[Collected data entries]
---*---

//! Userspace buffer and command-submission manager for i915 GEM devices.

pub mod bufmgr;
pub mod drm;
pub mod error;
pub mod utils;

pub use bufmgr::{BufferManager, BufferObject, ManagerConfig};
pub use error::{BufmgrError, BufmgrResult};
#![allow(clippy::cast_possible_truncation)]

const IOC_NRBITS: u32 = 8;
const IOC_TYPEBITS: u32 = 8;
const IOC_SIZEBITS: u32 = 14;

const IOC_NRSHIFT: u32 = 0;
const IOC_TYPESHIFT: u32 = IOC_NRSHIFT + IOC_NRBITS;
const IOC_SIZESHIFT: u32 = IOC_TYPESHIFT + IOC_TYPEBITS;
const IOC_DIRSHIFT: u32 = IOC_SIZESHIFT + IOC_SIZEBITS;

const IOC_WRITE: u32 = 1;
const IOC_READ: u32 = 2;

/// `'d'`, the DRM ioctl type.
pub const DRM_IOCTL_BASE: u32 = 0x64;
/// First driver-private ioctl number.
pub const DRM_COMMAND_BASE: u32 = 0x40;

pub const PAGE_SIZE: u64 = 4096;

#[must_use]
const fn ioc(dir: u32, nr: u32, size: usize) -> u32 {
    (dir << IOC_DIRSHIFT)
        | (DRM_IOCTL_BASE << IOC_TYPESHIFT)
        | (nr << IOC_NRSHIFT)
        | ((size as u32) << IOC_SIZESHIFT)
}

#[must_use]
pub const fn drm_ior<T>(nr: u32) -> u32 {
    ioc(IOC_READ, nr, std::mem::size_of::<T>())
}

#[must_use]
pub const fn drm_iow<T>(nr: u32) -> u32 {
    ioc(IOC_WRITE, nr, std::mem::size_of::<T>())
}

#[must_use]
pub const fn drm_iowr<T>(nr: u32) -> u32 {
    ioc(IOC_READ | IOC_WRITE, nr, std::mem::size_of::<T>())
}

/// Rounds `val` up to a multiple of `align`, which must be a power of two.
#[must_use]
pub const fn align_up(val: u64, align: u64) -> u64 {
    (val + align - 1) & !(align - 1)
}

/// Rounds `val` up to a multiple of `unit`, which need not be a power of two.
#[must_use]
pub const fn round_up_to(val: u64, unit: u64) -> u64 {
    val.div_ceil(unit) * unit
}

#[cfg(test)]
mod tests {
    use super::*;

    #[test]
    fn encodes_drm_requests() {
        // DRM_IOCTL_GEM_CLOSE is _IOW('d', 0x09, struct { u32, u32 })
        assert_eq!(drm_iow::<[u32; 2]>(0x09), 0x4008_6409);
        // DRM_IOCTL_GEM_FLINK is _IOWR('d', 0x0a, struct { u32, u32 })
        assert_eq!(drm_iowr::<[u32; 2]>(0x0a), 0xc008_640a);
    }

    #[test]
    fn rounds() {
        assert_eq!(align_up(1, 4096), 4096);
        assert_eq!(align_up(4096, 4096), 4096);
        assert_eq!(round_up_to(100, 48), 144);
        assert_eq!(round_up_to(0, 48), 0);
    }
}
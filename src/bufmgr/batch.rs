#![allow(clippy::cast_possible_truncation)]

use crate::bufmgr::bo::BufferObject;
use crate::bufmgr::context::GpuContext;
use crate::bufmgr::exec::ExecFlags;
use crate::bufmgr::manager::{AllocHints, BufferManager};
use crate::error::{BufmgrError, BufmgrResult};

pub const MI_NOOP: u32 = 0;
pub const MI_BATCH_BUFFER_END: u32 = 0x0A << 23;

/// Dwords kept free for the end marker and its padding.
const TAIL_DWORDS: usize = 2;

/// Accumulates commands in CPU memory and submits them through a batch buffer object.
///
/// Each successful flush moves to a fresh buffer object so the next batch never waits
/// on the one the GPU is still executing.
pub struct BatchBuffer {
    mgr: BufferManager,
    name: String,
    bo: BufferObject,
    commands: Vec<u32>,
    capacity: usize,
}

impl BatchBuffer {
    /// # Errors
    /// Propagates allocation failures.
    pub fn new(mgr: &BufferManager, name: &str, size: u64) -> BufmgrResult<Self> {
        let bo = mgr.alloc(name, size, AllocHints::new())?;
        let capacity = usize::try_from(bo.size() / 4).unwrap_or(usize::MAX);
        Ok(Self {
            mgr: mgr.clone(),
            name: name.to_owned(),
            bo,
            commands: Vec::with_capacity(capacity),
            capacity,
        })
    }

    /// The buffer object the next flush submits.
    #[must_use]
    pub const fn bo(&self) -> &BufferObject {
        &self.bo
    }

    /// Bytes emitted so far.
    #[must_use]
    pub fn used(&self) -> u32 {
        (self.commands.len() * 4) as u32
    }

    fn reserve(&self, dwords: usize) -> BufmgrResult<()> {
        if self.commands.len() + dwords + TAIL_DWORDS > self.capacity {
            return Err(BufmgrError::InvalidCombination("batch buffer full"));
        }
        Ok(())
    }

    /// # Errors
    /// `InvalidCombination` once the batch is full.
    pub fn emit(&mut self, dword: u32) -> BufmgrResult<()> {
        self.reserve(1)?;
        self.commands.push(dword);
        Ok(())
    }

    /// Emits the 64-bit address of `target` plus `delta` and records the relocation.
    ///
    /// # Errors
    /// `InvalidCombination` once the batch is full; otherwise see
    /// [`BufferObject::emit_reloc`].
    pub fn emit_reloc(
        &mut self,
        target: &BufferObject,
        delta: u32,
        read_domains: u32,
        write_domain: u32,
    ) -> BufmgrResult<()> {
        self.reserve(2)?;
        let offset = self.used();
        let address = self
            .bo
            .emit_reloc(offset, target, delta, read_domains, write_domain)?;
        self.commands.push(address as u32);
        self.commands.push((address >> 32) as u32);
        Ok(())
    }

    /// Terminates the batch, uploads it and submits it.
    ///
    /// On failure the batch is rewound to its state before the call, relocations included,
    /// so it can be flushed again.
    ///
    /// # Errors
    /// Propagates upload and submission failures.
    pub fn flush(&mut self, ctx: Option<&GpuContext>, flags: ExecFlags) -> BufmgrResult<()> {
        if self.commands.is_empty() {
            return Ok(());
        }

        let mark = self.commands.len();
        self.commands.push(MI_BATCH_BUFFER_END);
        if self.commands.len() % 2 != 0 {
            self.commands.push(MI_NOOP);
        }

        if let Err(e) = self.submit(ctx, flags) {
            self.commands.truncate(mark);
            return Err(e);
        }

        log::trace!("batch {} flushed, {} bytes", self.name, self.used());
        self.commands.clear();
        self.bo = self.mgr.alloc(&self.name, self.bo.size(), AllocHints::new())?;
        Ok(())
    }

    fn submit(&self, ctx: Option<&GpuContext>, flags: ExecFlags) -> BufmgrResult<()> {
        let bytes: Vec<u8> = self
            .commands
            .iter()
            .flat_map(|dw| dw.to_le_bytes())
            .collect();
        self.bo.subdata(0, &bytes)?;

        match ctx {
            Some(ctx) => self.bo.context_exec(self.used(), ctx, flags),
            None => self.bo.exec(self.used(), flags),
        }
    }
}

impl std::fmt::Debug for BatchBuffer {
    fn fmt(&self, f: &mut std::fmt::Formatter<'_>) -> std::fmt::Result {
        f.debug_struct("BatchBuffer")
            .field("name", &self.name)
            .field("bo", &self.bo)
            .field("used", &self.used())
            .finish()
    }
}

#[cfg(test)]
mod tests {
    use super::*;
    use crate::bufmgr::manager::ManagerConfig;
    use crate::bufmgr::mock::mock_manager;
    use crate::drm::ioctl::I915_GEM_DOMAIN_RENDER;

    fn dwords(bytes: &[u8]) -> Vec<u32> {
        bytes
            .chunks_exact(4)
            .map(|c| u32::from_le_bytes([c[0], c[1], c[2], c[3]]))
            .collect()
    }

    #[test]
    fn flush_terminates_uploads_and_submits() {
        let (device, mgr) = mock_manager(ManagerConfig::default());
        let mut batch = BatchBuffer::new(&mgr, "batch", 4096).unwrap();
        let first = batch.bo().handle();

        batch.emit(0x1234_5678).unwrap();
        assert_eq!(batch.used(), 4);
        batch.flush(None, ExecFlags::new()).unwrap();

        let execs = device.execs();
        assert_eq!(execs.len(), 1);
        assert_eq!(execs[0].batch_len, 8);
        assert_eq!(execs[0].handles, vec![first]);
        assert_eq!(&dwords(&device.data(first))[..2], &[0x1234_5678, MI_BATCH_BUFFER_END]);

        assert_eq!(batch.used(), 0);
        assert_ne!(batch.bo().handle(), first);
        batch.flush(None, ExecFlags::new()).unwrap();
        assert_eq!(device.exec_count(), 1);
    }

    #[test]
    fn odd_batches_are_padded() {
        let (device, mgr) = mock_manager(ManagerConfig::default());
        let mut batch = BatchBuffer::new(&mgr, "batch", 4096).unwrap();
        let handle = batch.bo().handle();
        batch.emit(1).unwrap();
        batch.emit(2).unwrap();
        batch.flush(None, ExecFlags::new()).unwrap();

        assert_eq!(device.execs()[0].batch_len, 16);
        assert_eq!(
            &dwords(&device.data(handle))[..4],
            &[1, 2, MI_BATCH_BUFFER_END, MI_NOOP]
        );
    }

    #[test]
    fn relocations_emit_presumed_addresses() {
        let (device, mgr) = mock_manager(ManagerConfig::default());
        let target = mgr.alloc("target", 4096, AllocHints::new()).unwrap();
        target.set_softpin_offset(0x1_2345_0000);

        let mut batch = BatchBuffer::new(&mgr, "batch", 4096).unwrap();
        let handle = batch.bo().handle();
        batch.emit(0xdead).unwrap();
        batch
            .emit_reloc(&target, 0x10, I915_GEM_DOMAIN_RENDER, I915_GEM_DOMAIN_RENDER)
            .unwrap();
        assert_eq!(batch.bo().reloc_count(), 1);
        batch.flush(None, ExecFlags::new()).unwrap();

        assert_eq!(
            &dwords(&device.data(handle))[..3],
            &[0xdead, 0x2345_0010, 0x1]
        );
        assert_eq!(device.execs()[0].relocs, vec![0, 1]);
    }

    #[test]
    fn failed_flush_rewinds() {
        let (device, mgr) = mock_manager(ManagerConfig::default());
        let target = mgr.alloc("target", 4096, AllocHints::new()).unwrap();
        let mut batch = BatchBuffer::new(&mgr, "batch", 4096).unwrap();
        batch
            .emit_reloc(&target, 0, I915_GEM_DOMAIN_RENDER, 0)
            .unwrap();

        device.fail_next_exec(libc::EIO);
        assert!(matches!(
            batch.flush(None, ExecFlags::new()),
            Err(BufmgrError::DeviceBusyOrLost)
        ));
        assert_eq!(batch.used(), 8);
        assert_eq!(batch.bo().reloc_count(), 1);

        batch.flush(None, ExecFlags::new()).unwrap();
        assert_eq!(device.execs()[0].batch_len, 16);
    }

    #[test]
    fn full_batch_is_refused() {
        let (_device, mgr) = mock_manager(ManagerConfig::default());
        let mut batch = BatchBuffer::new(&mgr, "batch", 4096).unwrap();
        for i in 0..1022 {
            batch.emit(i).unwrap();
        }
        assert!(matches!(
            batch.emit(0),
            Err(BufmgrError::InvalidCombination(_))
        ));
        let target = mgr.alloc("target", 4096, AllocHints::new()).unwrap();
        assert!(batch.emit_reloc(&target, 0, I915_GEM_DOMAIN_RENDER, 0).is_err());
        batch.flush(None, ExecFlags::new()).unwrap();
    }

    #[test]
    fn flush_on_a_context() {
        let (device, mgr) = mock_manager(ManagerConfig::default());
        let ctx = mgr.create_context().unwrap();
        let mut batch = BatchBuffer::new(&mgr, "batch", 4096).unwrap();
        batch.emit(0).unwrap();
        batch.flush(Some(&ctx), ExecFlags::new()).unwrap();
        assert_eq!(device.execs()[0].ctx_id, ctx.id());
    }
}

---*---

Task brief: Count how many lines in the data contain the word "once", giving the number without comment.

Worked solution: 2